I reached across, testing for the far wall, then braced my feet against it and scrabbled for handholds in the brick. For a moment I was hanging over the emptiness of the shaft below like an insect, and then I was climbing, the smoke billowing about me, thick and hot. I coughed again, but knew that hesitation meant death. I fixed my eyes on that square of light and hauled myself up. Where there were no handholds, I used the strength of my knees and back, bracing myself across the shaft and walking up the flue as I had done at the cement works the day we found Berrit's body.

The temperature was rising fast. Too fast. I glanced back down and saw not merely the dense swirl of gray smoke, but flashes of orange too. Part of the unswept chimney had caught fire.

Great,
I thought.
I'm going to die ironically.

I swallowed hard and pushed my way up to where the breeze from outside was dragging the smoke and flames upward. I pushed the clay chimney pot clear, seized the mortar cap, and dragged myself up and out onto the roof. I had barely moved more than a couple of yards over the tile when the smoking chimney became a jet of fire, shrieking up out of the flue and scattering sparks. I moved as far away as I could, but my coughing doubled me up and I spat soot.

I could hear voices, people running around outside. They would have guns, so I stayed low. But as I looked cautiously about, trying to find a safe way down, I realized that the smoke wasn't all coming from the chimney. The sparks from the blaze were scattering all over the house, and in at least two places the lower thatch, Sohwetti's concession to his Mahweni roots, was already ablaze.
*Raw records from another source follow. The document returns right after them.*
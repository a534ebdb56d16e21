//! Pure protocol types for the extension authentication broker.
//!
//! This crate contains only data types and serialization — no I/O, no async,
//! no transport. It defines the shared language between the broker and the
//! UI surface that renders provider state: update notifications, provider
//! info projections, pending sign-in requests, and accounts-menu entries.

use serde::{Deserialize, Serialize};

/// Channel name for broker update notifications.
///
/// The host pushes a [`ProviderUpdate`] on this channel whenever provider
/// state observable by the UI may have changed.
pub const PROVIDER_UPDATE_CHANNEL: &str = "authentication-provider-update";

/// Payload of a provider update notification.
///
/// Carries only the provider id; the UI re-queries the broker for details.
#[derive(Debug, Clone, PartialEq, Eq, Serialize, Deserialize)]
pub struct ProviderUpdate {
    /// Id of the provider whose observable state changed.
    pub id: String,
}

/// Display images for a provider, by theme.
#[derive(Debug, Clone, Default, PartialEq, Eq, Serialize, Deserialize)]
pub struct ProviderImageOptions {
    pub light: Option<String>,
    pub dark: Option<String>,
}

/// One account currently known to a provider.
#[derive(Debug, Clone, PartialEq, Eq, Serialize, Deserialize)]
pub struct ProviderAccount {
    pub account_id: String,
    pub account_label: String,
}

/// A pending sign-in request queued by an extension.
#[derive(Debug, Clone, PartialEq, Eq, Serialize, Deserialize)]
pub struct SessionRequestInfo {
    pub request_id: String,
    pub provider_id: String,
    pub extension_id: String,
    pub extension_label: String,
    /// Scopes the extension asked for, sorted lexicographically.
    pub scopes: Vec<String>,
}

/// Projection of one registered provider for the UI.
#[derive(Debug, Clone, PartialEq, Eq, Serialize, Deserialize)]
pub struct ProviderInfo {
    pub id: String,
    pub label: String,
    /// Accounts currently backing sessions on this provider.
    pub accounts: Vec<ProviderAccount>,
    pub supports_multiple_accounts: bool,
    pub images: Option<ProviderImageOptions>,
    /// Outstanding sign-in requests. Populated only while the provider has
    /// zero sessions; empty otherwise regardless of ledger contents.
    pub session_requests: Vec<SessionRequestInfo>,
}

/// One entry in the accounts menu.
#[derive(Debug, Clone, PartialEq, Eq, Serialize, Deserialize)]
#[serde(tag = "kind", rename_all = "snake_case")]
pub enum AccountsMenuEntry {
    /// "Sign in with {provider} to use {extension}" — actions the operator
    /// can trigger to satisfy a pending request.
    SignInRequest { request_id: String, label: String },
    /// "{account} ({provider})" — an account currently signed in.
    Account {
        provider_id: String,
        account_id: String,
        label: String,
    },
}
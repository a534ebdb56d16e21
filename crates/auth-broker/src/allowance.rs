//! The access allowance store.
//!
//! Durable-in-process decisions about which extensions may read which
//! accounts' sessions. The unit of trust is the **account**, not the
//! provider: one provider can host multiple accounts, each with its own
//! allowance bucket.

use serde::{Deserialize, Serialize};
use std::collections::HashMap;
use std::sync::Mutex;

use crate::types::{AccountId, ExtensionId, ProviderId};

/// One extension's recorded decision within a (provider, account) bucket.
#[derive(Debug, Clone, PartialEq, Eq, Serialize, Deserialize)]
pub struct AllowedExtension {
    pub extension_id: ExtensionId,
    pub extension_name: String,
    pub allowed: bool,
}

/// In-process store of (provider, account) → extension allowances.
///
/// Absence of an entry is load-bearing: an undecided extension triggers a
/// prompt, a recorded `false` refuses immediately. The interactive prompt
/// path only ever writes `true` — a user's "Deny" leaves the entry absent
/// so the question is asked again next time.
#[derive(Debug, Default)]
pub struct AllowanceStore {
    buckets: Mutex<HashMap<String, Vec<AllowedExtension>>>,
}

impl AllowanceStore {
    /// Creates an empty store.
    pub fn new() -> Self {
        Self::default()
    }

    fn bucket_key(provider_id: &ProviderId, account_id: &AccountId) -> String {
        format!("{provider_id}:{account_id}")
    }

    /// Returns the full allowance list for a bucket, or empty if none
    /// exists.
    pub fn read(&self, provider_id: &ProviderId, account_id: &AccountId) -> Vec<AllowedExtension> {
        let buckets = self.buckets.lock().expect("lock poisoned");
        buckets
            .get(&Self::bucket_key(provider_id, account_id))
            .cloned()
            .unwrap_or_default()
    }

    /// Upserts one extension's decision within a bucket.
    ///
    /// At most one entry per extension id; re-deciding overwrites in place.
    pub fn upsert(
        &self,
        provider_id: &ProviderId,
        account_id: &AccountId,
        extension_id: &ExtensionId,
        extension_name: &str,
        allowed: bool,
    ) {
        let mut buckets = self.buckets.lock().expect("lock poisoned");
        let bucket = buckets
            .entry(Self::bucket_key(provider_id, account_id))
            .or_default();

        match bucket.iter_mut().find(|e| &e.extension_id == extension_id) {
            Some(entry) => {
                entry.extension_name = extension_name.to_string();
                entry.allowed = allowed;
            }
            None => bucket.push(AllowedExtension {
                extension_id: extension_id.clone(),
                extension_name: extension_name.to_string(),
                allowed,
            }),
        }
    }

    /// Tri-state lookup: `Some(decision)` when one exists, `None` when the
    /// bucket or the extension entry is absent.
    pub fn is_allowed(
        &self,
        provider_id: &ProviderId,
        account_id: &AccountId,
        extension_id: &ExtensionId,
    ) -> Option<bool> {
        let buckets = self.buckets.lock().expect("lock poisoned");
        buckets
            .get(&Self::bucket_key(provider_id, account_id))?
            .iter()
            .find(|e| &e.extension_id == extension_id)
            .map(|e| e.allowed)
    }
}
I moved upwind, toward the front of the house, going quicker than I would like, banking that the fire would take more of their attention than hunting for me. I reached the edge of the roof, found an ornamental buttress carved to resemble a buffalo head, climbed the first ten feet down, and dropped the last five onto a portion of thatch that wasn't yet ablaze. I loped along, bent over like a monkey, then slid down a snake-shaped column, spiraling as I went, and hit the ground at a staggering run.

I didn't go down the road to the gate, but through the wooded parkland to the high wall of the estate, where—still coughing, still holding off my smoldering exhaustion—I pulled myself up. As I sat on top of the wall and risked a last look back at the house through the shrubbery and the great tower of yellowish smoke rising from it, a black weancat with a collar, its spots just visible in the sheen of its coat, gave me a long look with bright yellow eyes.
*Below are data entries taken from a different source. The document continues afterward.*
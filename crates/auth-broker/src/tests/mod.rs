//! Integration tests for the authentication broker.
//!
//! Organized per concern:
//!
//! - `dedup.rs`        - session request deduplication
//! - `allowances.rs`   - access prompts and the allowance store
//! - `creation.rs`     - interactive session creation
//! - `sign_out.rs`     - sign-out confirmation and purging
//! - `registration.rs` - provider lifecycle and change forwarding
//! - `info.rs`         - UI projections and the operator request surface
//! - `concurrency.rs`  - racing calls and in-flight snapshots

mod dedup;

use std::sync::atomic::{AtomicBool, AtomicUsize, Ordering};
use std::sync::{Arc, Mutex};

use async_trait::async_trait;
use tokio::sync::mpsc::{self, UnboundedSender};

use crate::prompt::{PromptGateway, QueuedPrompt};
use crate::provider::{AuthenticationProvider, SessionChangeListener};
use crate::types::{
    AccountDescriptor, AccountId, AuthSession, ExtensionDescriptor, GetSessionOptions, ProviderId,
    SessionId,
};
use crate::update_sink::RecordingSink;
use crate::{AuthenticationBroker, ProviderRegistrationHandle};

/// Scriptable in-memory provider.
pub struct FakeProvider {
    sessions: Mutex<Vec<AuthSession>>,
    next_account: Mutex<AccountDescriptor>,
    created_scopes: Mutex<Vec<Vec<String>>>,
    removed: Mutex<Vec<SessionId>>,
    fail_next_create: AtomicBool,
    minted: AtomicUsize,
    change_senders: Mutex<Vec<UnboundedSender<()>>>,
}

impl FakeProvider {
    pub fn new() -> Self {
        Self {
            sessions: Mutex::new(Vec::new()),
            next_account: Mutex::new(AccountDescriptor {
                id: AccountId::from_string("a1"),
                label: "Alice".to_string(),
            }),
            created_scopes: Mutex::new(Vec::new()),
            removed: Mutex::new(Vec::new()),
            fail_next_create: AtomicBool::new(false),
            minted: AtomicUsize::new(0),
            change_senders: Mutex::new(Vec::new()),
        }
    }

    /// Sets the account the next created session belongs to.
    pub fn set_next_account(&self, id: &str, label: &str) {
        *self.next_account.lock().unwrap() = AccountDescriptor {
            id: AccountId::from_string(id),
            label: label.to_string(),
        };
    }

    pub fn push_session(&self, session: AuthSession) {
        self.sessions.lock().unwrap().push(session);
    }

    pub fn clear_sessions(&self) {
        self.sessions.lock().unwrap().clear();
    }

    pub fn created_scopes(&self) -> Vec<Vec<String>> {
        self.created_scopes.lock().unwrap().clone()
    }

    pub fn removed(&self) -> Vec<SessionId> {
        self.removed.lock().unwrap().clone()
    }

    /// Makes the next create_session call reject.
    pub fn fail_next_create(&self) {
        self.fail_next_create.store(true, Ordering::SeqCst);
    }

    /// Fires the provider's session-change event.
    pub fn fire_change(&self) {
        self.change_senders
            .lock()
            .unwrap()
            .retain(|sender| sender.send(()).is_ok());
    }
}

#[async_trait]
impl AuthenticationProvider for FakeProvider {
    async fn get_sessions(&self, _scopes: Option<&[String]>) -> anyhow::Result<Vec<AuthSession>> {
        Ok(self.sessions.lock().unwrap().clone())
    }

    async fn create_session(&self, scopes: &[String]) -> anyhow::Result<AuthSession> {
        if self.fail_next_create.swap(false, Ordering::SeqCst) {
            anyhow::bail!("sign-in window closed");
        }
        self.created_scopes.lock().unwrap().push(scopes.to_vec());
        let n = self.minted.fetch_add(1, Ordering::SeqCst);
        let session = AuthSession {
            id: SessionId::from_string(format!("session-{n}")),
            access_token: format!("token-{n}"),
            account: self.next_account.lock().unwrap().clone(),
        };
        self.sessions.lock().unwrap().push(session.clone());
        Ok(session)
    }

    async fn remove_session(&self, session_id: &SessionId) -> anyhow::Result<()> {
        self.removed.lock().unwrap().push(session_id.clone());
        self.sessions.lock().unwrap().retain(|s| &s.id != session_id);
        Ok(())
    }

    fn subscribe_changes(&self) -> SessionChangeListener {
        let (sender, receiver) = mpsc::unbounded_channel();
        self.change_senders.lock().unwrap().push(sender);
        receiver
    }
}

/// Broker wired to a scripted prompt and a recording sink.
pub fn make_broker() -> (AuthenticationBroker<RecordingSink>, Arc<QueuedPrompt>) {
    let prompts = Arc::new(QueuedPrompt::new());
    let broker = AuthenticationBroker::new(prompts.clone(), RecordingSink::new());
    (broker, prompts)
}

/// Broker wired to an arbitrary prompt gateway and a recording sink.
pub fn broker_with_prompts<P: PromptGateway + 'static>(
    prompts: Arc<P>,
) -> AuthenticationBroker<RecordingSink> {
    AuthenticationBroker::new(prompts, RecordingSink::new())
}

/// Registers a fresh fake provider under `id`.
pub fn register(
    broker: &AuthenticationBroker<RecordingSink>,
    id: &str,
    label: &str,
) -> (
    Arc<FakeProvider>,
    ProviderRegistrationHandle<RecordingSink>,
) {
    let provider = Arc::new(FakeProvider::new());
    let handle = broker
        .register_authentication_provider(
            ProviderId::from_string(id),
            label,
            provider.clone(),
            None,
        )
        .unwrap();
    (provider, handle)
}

pub fn ext(id: &str, label: &str) -> ExtensionDescriptor {
    ExtensionDescriptor::new(id, label)
}

pub fn pid(id: &str) -> ProviderId {
    ProviderId::from_string(id)
}

pub fn scopes(list: &[&str]) -> Vec<String> {
    list.iter().map(|s| s.to_string()).collect()
}

pub fn session(id: &str, account_id: &str, account_label: &str) -> AuthSession {
    AuthSession {
        id: SessionId::from_string(id),
        access_token: format!("token-for-{id}"),
        account: AccountDescriptor {
            id: AccountId::from_string(account_id),
            label: account_label.to_string(),
        },
    }
}

pub fn create_if_none() -> GetSessionOptions {
    GetSessionOptions {
        create_if_none: true,
        ..Default::default()
    }
}

pub fn silent() -> GetSessionOptions {
    GetSessionOptions {
        silent: true,
        ..Default::default()
    }
}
I felt no fear, and was sure that even on the ground only feet from the beast, I would be in no danger, and not because it was a pet that looked dangerous only to people who didn't know the truth. This, in spite of its collar, was a wild and powerful hunter, a creature of speed and stealth that would kill without hesitation. But it was also somehow, and in ways that made no literal sense, me, and I felt only an uncanny kinship with the creature.

It was an animal out of place, separate from its kind, fatherless, uncertain of who it was, who it could trust, knowing the collar was there but knowing also that it was a collar of the mind: when the moment was right, you could refuse to believe in the collar and it would go away. And that was essential, because all the cat had was itself: muscle and sinew, claw, tooth and bone, senses, experience, skill, instinct and roaring, blood-pumping animal need. Nothing else, not the wall, not the strange people, not the food and water meted out at regular times daily, and not—most certainly not—the collar, none of it mattered one iota.
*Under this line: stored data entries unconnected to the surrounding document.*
//! The account usage ledger.
//!
//! Records which extensions actually consumed which (provider, session)
//! pair. The only consumer is the sign-out confirmation, which lists the
//! extensions that used the account being signed out. Rows are additive
//! during normal operation and purged wholesale on successful sign-out.

use std::sync::Mutex;

use crate::types::{ExtensionId, ProviderId, SessionId};

/// One observation of an extension consuming a session.
#[derive(Debug, Clone, PartialEq, Eq)]
pub struct AccountUsageRecord {
    pub provider_id: ProviderId,
    pub session_id: SessionId,
    pub extension_id: ExtensionId,
    pub extension_name: String,
}

/// Ledger of session consumption, one row per distinct
/// (provider, session, extension) triple ever observed.
#[derive(Debug, Default)]
pub struct AccountUsageLedger {
    records: Mutex<Vec<AccountUsageRecord>>,
}

impl AccountUsageLedger {
    /// Creates an empty ledger.
    pub fn new() -> Self {
        Self::default()
    }

    /// Records a consumption. Idempotent: an existing row for the same
    /// triple is left untouched (including its name).
    pub fn record(
        &self,
        provider_id: &ProviderId,
        session_id: &SessionId,
        extension_id: &ExtensionId,
        extension_name: &str,
    ) {
        let mut records = self.records.lock().expect("lock poisoned");
        let exists = records.iter().any(|r| {
            &r.provider_id == provider_id
                && &r.session_id == session_id
                && &r.extension_id == extension_id
        });
        if !exists {
            records.push(AccountUsageRecord {
                provider_id: provider_id.clone(),
                session_id: session_id.clone(),
                extension_id: extension_id.clone(),
                extension_name: extension_name.to_string(),
            });
        }
    }

    /// Returns the names of the extensions that used a session.
    pub fn extension_names(&self, provider_id: &ProviderId, session_id: &SessionId) -> Vec<String> {
        let records = self.records.lock().expect("lock poisoned");
        records
            .iter()
            .filter(|r| &r.provider_id == provider_id && &r.session_id == session_id)
            .map(|r| r.extension_name.clone())
            .collect()
    }

    /// Removes every row for a (provider, session) pair.
    pub fn purge(&self, provider_id: &ProviderId, session_id: &SessionId) {
        let mut records = self.records.lock().expect("lock poisoned");
        records.retain(|r| !(&r.provider_id == provider_id && &r.session_id == session_id));
    }

    /// Returns all rows, for inspection.
    pub fn records(&self) -> Vec<AccountUsageRecord> {
        self.records.lock().expect("lock poisoned").clone()
    }

    /// Returns the number of rows.
    pub fn len(&self) -> usize {
        self.records.lock().expect("lock poisoned").len()
    }

    /// Returns true if the ledger holds no rows.
    pub fn is_empty(&self) -> bool {
        self.len() == 0
    }
}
I dropped onto the other side of the wall and ran.

 

CHAPTER

30

“WHAT'S THIS?” ASKED SARAH,
considering the sheaf of papers I had pushed into her hands.

“Your first story,” I said.

It had taken me over an hour to get back into Bar-Selehm through the orchards and gardens behind the oceanfront mansions, twice as long as it had then taken me to cover the familiar streets to the newspaper stand on the corner of Winckley and Javisha. I had paused only once at a fountain just south of Tanuga Point to wash the worst of the soot and smoke from my clothes and hair.